BW-201b · Module 1

Report Structure — When to Use Narrative vs. Bullets vs. Tables

4 min read

The structural format of a report — narrative paragraphs, bullet lists, or data tables — is not an aesthetic choice. It is a functional choice determined by the nature of the information and the way the reader needs to process it. Using the wrong format for the content creates friction: the reader processes the container rather than the content. Getting the format right is invisible — the reader processes only the content, and the container disappears.

The three structural formats have specific purposes. Narrative is for argument, context, and nuance — information that requires the reader to understand relationships between ideas. Bullets are for lists of equivalent items, steps in a process, or parallel findings that benefit from visual separation. Tables are for structured comparisons where two or more variables must be evaluated simultaneously. Each format has a domain; using one format in another's domain reduces clarity.

  1. When to Use Narrative Use narrative when the relationship between ideas is as important as the ideas themselves. When you are making an argument, narrative carries the logical connectives that show how one point leads to the next. When you are providing context that shapes how the reader will interpret data, narrative establishes that frame. When you are describing causality — why something happened, what sequence of events produced an outcome — narrative accommodates that complexity. Bullet lists cannot carry logical connectives. Tables cannot carry causality. If the connection matters, write in sentences.
  2. When to Use Bullets Use bullets for genuinely parallel items — items that belong to the same category and do not have hierarchical relationships with each other. Three risk factors. Five action items. Seven key findings. The visual separation of bullets tells the reader that each item is discrete and roughly equivalent. The failure mode is using bullets for complex content that requires narrative — this produces the infamous PowerPoint bullet that leaves the reader with the fact but not the reasoning. If the bullet requires explanation to be understood, write the explanation as a sentence in a paragraph.
  3. When to Use Tables Use tables when two or more variables must be compared across multiple items simultaneously — the format where a reader needs to look both down (the items) and across (the variables) to understand the data. Vendor comparison tables, budget breakdowns by category and period, project status across multiple workstreams. The failure mode is using tables for data that belongs in a chart (trend data, proportional data) or for lists that do not have genuine cross-variable structure. A table with only one column of meaningful data is just a list with extra borders.
  4. Combining Formats Most executive reports use all three formats — narrative for the argument, bullets for key findings or action items, tables for structured comparisons. The discipline is transition: when moving from narrative to bullets, a brief narrative introduction tells the reader why the list follows. When moving from bullets back to narrative, the transition signals that the argument is resuming. Format shifts without transitions read as editing failures, not structural choices.

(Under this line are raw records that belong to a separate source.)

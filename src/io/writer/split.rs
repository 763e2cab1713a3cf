/*! Train/validation routing.

A fraction of submissions is sent to a validation file. Routing is done by submission (and not by sample),
so that samples from the same conversation never end up in both files.
!*/
use std::io::Write;

use log::info;

use crate::error::Error;
use crate::forest::Extracted;

use super::{SampleWriter, WriterTrait};

/// Turns a validation fraction into a submission modulus: every `modulus`-th submission goes to validation.
pub fn split_modulus(valid_split: f64) -> Result<usize, Error> {
    if !(valid_split > 0.0 && valid_split <= 1.0) {
        return Err(Error::Custom(format!(
            "validation split has to be in (0, 1], got {valid_split}"
        )));
    }
    Ok(((1.0 / valid_split).round() as usize).max(1))
}

pub struct SplitWriter<W: Write> {
    train: SampleWriter<W>,
    valid: Option<(SampleWriter<W>, usize)>,
}

impl<W: Write> SplitWriter<W> {
    /// Everything goes to `train`.
    pub fn train_only(train: SampleWriter<W>) -> Self {
        Self { train, valid: None }
    }

    /// Submissions whose index is a multiple of `modulus` go to `valid`.
    pub fn with_valid(train: SampleWriter<W>, valid: SampleWriter<W>, modulus: usize) -> Self {
        Self {
            train,
            valid: Some((valid, modulus.max(1))),
        }
    }

    /// (train, validation) sample counts.
    pub fn counts(&self) -> (usize, usize) {
        (
            self.train.count(),
            self.valid.as_ref().map_or(0, |(valid, _)| valid.count()),
        )
    }

    /// Finish both streams, giving back the inner writers.
    pub fn finish(self) -> Result<(W, Option<W>), Error> {
        let (train, valid) = self.counts();
        info!("wrote {} train samples, {} validation samples", train, valid);

        let train = self.train.finish()?;
        let valid = match self.valid {
            Some((valid, _)) => Some(valid.finish()?),
            None => None,
        };
        Ok((train, valid))
    }
}

impl<W: Write> WriterTrait for SplitWriter<W> {
    type Item = Extracted;

    fn write_single(&mut self, extracted: &Extracted) -> Result<(), Error> {
        match &mut self.valid {
            Some((valid, modulus)) if extracted.submission_index % *modulus == 0 => {
                valid.write_single(&extracted.sample)
            }
            _ => self.train.write_single(&extracted.sample),
        }
    }

    fn close(self) -> Result<(), Error> {
        self.finish().map(|_| ())
    }
}
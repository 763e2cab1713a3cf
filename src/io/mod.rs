/*!
# IO utilities

Comment dump reading ([reader]) and dialogue sample writing ([writer]).
Written samples can be read back with [reader::SampleReader].
!*/
pub mod reader;
pub mod writer;
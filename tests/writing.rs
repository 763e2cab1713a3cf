use std::io::Write;

use dlgs::io::reader::SampleReader;
use dlgs::io::writer::{SampleWriter, WriterTrait};
use dlgs::sample::{ContextResponse, DomainDialogue, Sample};

fn samples(nb: usize) -> Vec<Sample> {
    (0..nb)
        .map(|x| {
            if x % 2 == 0 {
                Sample::ContextResponse(ContextResponse {
                    context: (0..=x % 5).map(|t| format!("turn number {t}")).collect(),
                    response: format!("response number {x}"),
                })
            } else {
                Sample::Domain(DomainDialogue {
                    domain: "askreddit".to_string(),
                    turns_with_ids: vec![
                        (format!("p{x}"), "a question".to_string()),
                        (format!("c{x}"), "an answer".to_string()),
                    ],
                })
            }
        })
        .collect()
}

#[test]
fn write_and_read_back() {
    let dir = tempfile::tempdir().unwrap();
    let dst = dir.path().join("DLGS_2022_05.zst");

    let mut writer = SampleWriter::create(&dst, 7).unwrap();
    writer.write(samples(100)).unwrap();
    assert_eq!(writer.count(), 100);
    writer.close().unwrap();

    let read: Vec<Sample> = SampleReader::from_path(&dst)
        .unwrap()
        .map(Result::unwrap)
        .collect();
    assert_eq!(read, samples(100));
}

#[test]
fn unicode_is_kept() {
    let dir = tempfile::tempdir().unwrap();
    let dst = dir.path().join("out.zst");
    let sample = Sample::ContextResponse(ContextResponse {
        context: vec!["Qu'est-ce que c'est ? \"ça\"".to_string()],
        response: "日本語 も 大丈夫".to_string(),
    });

    let mut writer = SampleWriter::create(&dst, 1).unwrap();
    writer.write_single(&sample).unwrap();
    writer.close().unwrap();

    let mut read = SampleReader::from_path(&dst).unwrap();
    assert_eq!(read.next().unwrap().unwrap(), sample);
    assert!(read.next().is_none());
}

#[test]
fn concatenated_outputs_read_as_one() {
    // two runs appended to the same file produce two zstd frames
    let dir = tempfile::tempdir().unwrap();
    let dst = dir.path().join("out.zst");
    let mut bytes = Vec::new();
    for chunk in [samples(3), samples(2)] {
        let mut writer = SampleWriter::new(Vec::new(), 1024).unwrap();
        writer.write(chunk).unwrap();
        bytes.extend(writer.finish().unwrap());
    }
    std::fs::File::create(&dst)
        .unwrap()
        .write_all(&bytes)
        .unwrap();

    let read: Vec<Sample> = SampleReader::from_path(&dst)
        .unwrap()
        .map(Result::unwrap)
        .collect();
    assert_eq!(read.len(), 5);
}
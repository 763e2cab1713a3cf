/*! Pipeline stages.

```text
         ┌──────────┐
reader ──┤ filter 1 ├──┐
   │     ├──────────┤  │
   ├─────┤ filter 2 ├──┼── collector
   │     ├──────────┤  │
   └─────┤ filter n ├──┘
         └──────────┘
```

The reader and the collector are single threaded, filters run on `n` threads.
Stages communicate through bounded channels, and termination is signaled with [Message::EndOfStream].
!*/
use std::ops::AddAssign;

use crossbeam::channel::{Receiver, Sender};
use log::{debug, error, info, warn};

use crate::comment::{Admitted, Comment};
use crate::error::Error;
use crate::filtering::Admit;

use super::Message;

const READ_LOG_INTERVAL: usize = 100_000;
const FILTER_LOG_INTERVAL: usize = 10_000;

/// Reader counters.
#[derive(Debug, Clone, Copy, Default, PartialEq, Eq)]
pub struct ReadStats {
    /// Records (valid or not) read from the source.
    pub records: usize,
    pub decode_errors: usize,
}

/// Filter counters. Summed over workers.
#[derive(Debug, Clone, Copy, Default, PartialEq, Eq)]
pub struct FilterStats {
    pub received: usize,
    pub admitted: usize,
}

impl FilterStats {
    pub fn rejected(&self) -> usize {
        self.received - self.admitted
    }
}

impl AddAssign for FilterStats {
    fn add_assign(&mut self, other: Self) {
        self.received += other.received;
        self.admitted += other.admitted;
    }
}

/// Sends every decoded comment of `records` to `tx`, then one [Message::EndOfStream] per consumer.
///
/// Decoding errors are counted and skipped.
/// An I/O error stops the reading: end of stream messages are still sent,
/// and the error is returned once they are.
pub fn read<I>(
    records: I,
    tx: &Sender<Message<Comment>>,
    nb_consumers: usize,
) -> Result<ReadStats, Error>
where
    I: IntoIterator<Item = Result<Comment, Error>>,
{
    let mut stats = ReadStats::default();
    let mut failure = None;

    for record in records {
        stats.records += 1;
        if stats.records % READ_LOG_INTERVAL == 0 {
            info!("read {} records", stats.records);
        }

        match record {
            Ok(comment) => {
                if tx.send(Message::Data(comment)).is_err() {
                    failure = Some(Error::Custom("all filter workers are gone".to_string()));
                    break;
                }
            }
            Err(Error::Io(e)) => {
                error!("stopping read after record {}: {}", stats.records, e);
                failure = Some(Error::Io(e));
                break;
            }
            Err(e) => {
                debug!("record {}: {}", stats.records, e);
                stats.decode_errors += 1;
            }
        }
    }

    for _ in 0..nb_consumers {
        if tx.send(Message::EndOfStream).is_err() {
            break;
        }
    }

    if stats.decode_errors > 0 {
        warn!(
            "{} records out of {} could not be decoded",
            stats.decode_errors, stats.records
        );
    }

    match failure {
        Some(e) => Err(e),
        None => Ok(stats),
    }
}

/// Receives comments until an end of stream message (or a disconnection),
/// forwards admitted ones, then forwards the end of stream.
pub fn filter<A>(
    rx: &Receiver<Message<Comment>>,
    tx: &Sender<Message<Admitted>>,
    admit: &A,
) -> FilterStats
where
    A: Admit + ?Sized,
{
    let mut stats = FilterStats::default();

    while let Ok(message) = rx.recv() {
        let comment = match message {
            Message::Data(comment) => comment,
            Message::EndOfStream => break,
        };
        stats.received += 1;

        if let Some(content) = admit.admit(&comment) {
            stats.admitted += 1;
            if stats.admitted % FILTER_LOG_INTERVAL == 0 {
                debug!("{:?}: admitted {} comments", std::thread::current().id(), stats.admitted);
            }
            if tx
                .send(Message::Data(Admitted::from_comment(comment, content)))
                .is_err()
            {
                error!("collector is gone, stopping filter worker");
                return stats;
            }
        }
    }

    // the collector may already be gone
    let _ = tx.send(Message::EndOfStream);
    stats
}

/// Gathers admitted comments until `nb_producers` end of stream messages were received,
/// or until every producer is gone.
pub fn collect(rx: &Receiver<Message<Admitted>>, nb_producers: usize) -> Vec<Admitted> {
    let mut collected = Vec::new();
    let mut remaining = nb_producers;

    while remaining > 0 {
        match rx.recv() {
            Ok(Message::Data(admitted)) => collected.push(admitted),
            Ok(Message::EndOfStream) => remaining -= 1,
            Err(_) => {
                warn!("{} producer(s) left without signaling end of stream", remaining);
                break;
            }
        }
    }

    collected
}

#[cfg(test)]
mod tests {
    use crossbeam::channel::{bounded, unbounded};

    use super::*;
    use crate::filtering::CommentFilter;

    fn comment(id: &str, body: &str) -> Comment {
        Comment::new(
            body.to_string(),
            id.to_string(),
            "sub".to_string(),
            "sub".to_string(),
            "rust".to_string(),
            "someone".to_string(),
        )
    }

    #[test]
    fn read_sends_one_end_per_consumer() {
        let (tx, rx) = unbounded();
        let records = vec![
            Ok(comment("a", "first comment")),
            Err(Error::Decode("bad".to_string())),
            Ok(comment("b", "second comment")),
        ];

        let stats = read(records, &tx, 3).unwrap();
        assert_eq!(
            stats,
            ReadStats {
                records: 3,
                decode_errors: 1
            }
        );

        drop(tx);
        let messages: Vec<_> = rx.iter().collect();
        assert_eq!(messages.len(), 5);
        assert_eq!(
            messages
                .iter()
                .filter(|m| matches!(m, Message::EndOfStream))
                .count(),
            3
        );
        assert!(messages[..2].iter().all(|m| matches!(m, Message::Data(_))));
    }

    #[test]
    fn read_stops_on_io_error() {
        let (tx, rx) = unbounded();
        let records = vec![
            Ok(comment("a", "first comment")),
            Err(Error::Io(std::io::Error::new(
                std::io::ErrorKind::UnexpectedEof,
                "truncated",
            ))),
            Ok(comment("b", "never read")),
        ];

        assert!(read(records, &tx, 2).is_err());
        drop(tx);
        let messages: Vec<_> = rx.iter().collect();
        assert_eq!(
            messages,
            vec![
                Message::Data(comment("a", "first comment")),
                Message::EndOfStream,
                Message::EndOfStream
            ]
        );
    }

    #[test]
    fn filter_forwards_end() {
        let (in_tx, in_rx) = unbounded();
        let (out_tx, out_rx) = unbounded();

        in_tx.send(Message::Data(comment("a", "a regular comment"))).unwrap();
        in_tx.send(Message::Data(comment("b", "[deleted]"))).unwrap();
        in_tx.send(Message::EndOfStream).unwrap();
        in_tx.send(Message::Data(comment("c", "after the end"))).unwrap();

        let stats = filter(&in_rx, &out_tx, &CommentFilter::default());
        assert_eq!(stats.received, 2);
        assert_eq!(stats.admitted, 1);
        assert_eq!(stats.rejected(), 1);

        drop(out_tx);
        let out: Vec<_> = out_rx.iter().collect();
        assert_eq!(out.len(), 2);
        match &out[0] {
            Message::Data(admitted) => assert_eq!(admitted.id, "a"),
            Message::EndOfStream => panic!("expected data"),
        }
        assert_eq!(out[1], Message::EndOfStream);
    }

    #[test]
    fn collect_counts_producers() {
        let (tx, rx) = unbounded();
        let admitted = |id: &str| {
            Message::Data(Admitted::from_comment(
                comment(id, "body"),
                "body".to_string(),
            ))
        };
        tx.send(admitted("a")).unwrap();
        tx.send(Message::EndOfStream).unwrap();
        tx.send(admitted("b")).unwrap();
        tx.send(Message::EndOfStream).unwrap();

        // tx is still alive: collect must stop on the end messages
        let collected = collect(&rx, 2);
        assert_eq!(collected.len(), 2);
    }

    #[test]
    fn collect_survives_disconnection() {
        let (tx, rx) = bounded(4);
        tx.send(Message::EndOfStream).unwrap();
        drop(tx);
        assert!(collect(&rx, 3).is_empty());
    }

    #[test]
    fn stages_end_to_end() {
        let nb_workers = 4;
        let (comment_tx, comment_rx) = bounded(8);
        let (admitted_tx, admitted_rx) = bounded(8);
        let admit = CommentFilter::default();

        let records: Vec<Result<Comment, Error>> = (0..1000)
            .map(|i| Ok(comment(&format!("c{i}"), &format!("comment number {i}"))))
            .collect();

        let (read_stats, collected) = crossbeam::scope(|s| {
            let reader = s.spawn(|_| read(records, &comment_tx, nb_workers));
            for _ in 0..nb_workers {
                let rx = comment_rx.clone();
                let tx = admitted_tx.clone();
                let admit = &admit;
                s.spawn(move |_| filter(&rx, &tx, admit));
            }
            let collected = collect(&admitted_rx, nb_workers);
            (reader.join().unwrap(), collected)
        })
        .unwrap();

        assert_eq!(read_stats.unwrap().records, 1000);
        assert_eq!(collected.len(), 1000);
    }
}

A practical observation: most executive documents over-use bullets and under-use narrative. Bullets are faster to write and feel more scannable — which makes them seductive to writers and treacherous to readers. A document composed primarily of bullet lists forces the reader to infer the logical connections the writer omitted. The result is a document that feels comprehensive but requires interpretation. Write the argument in narrative. Use bullets only for content that is genuinely list-structured.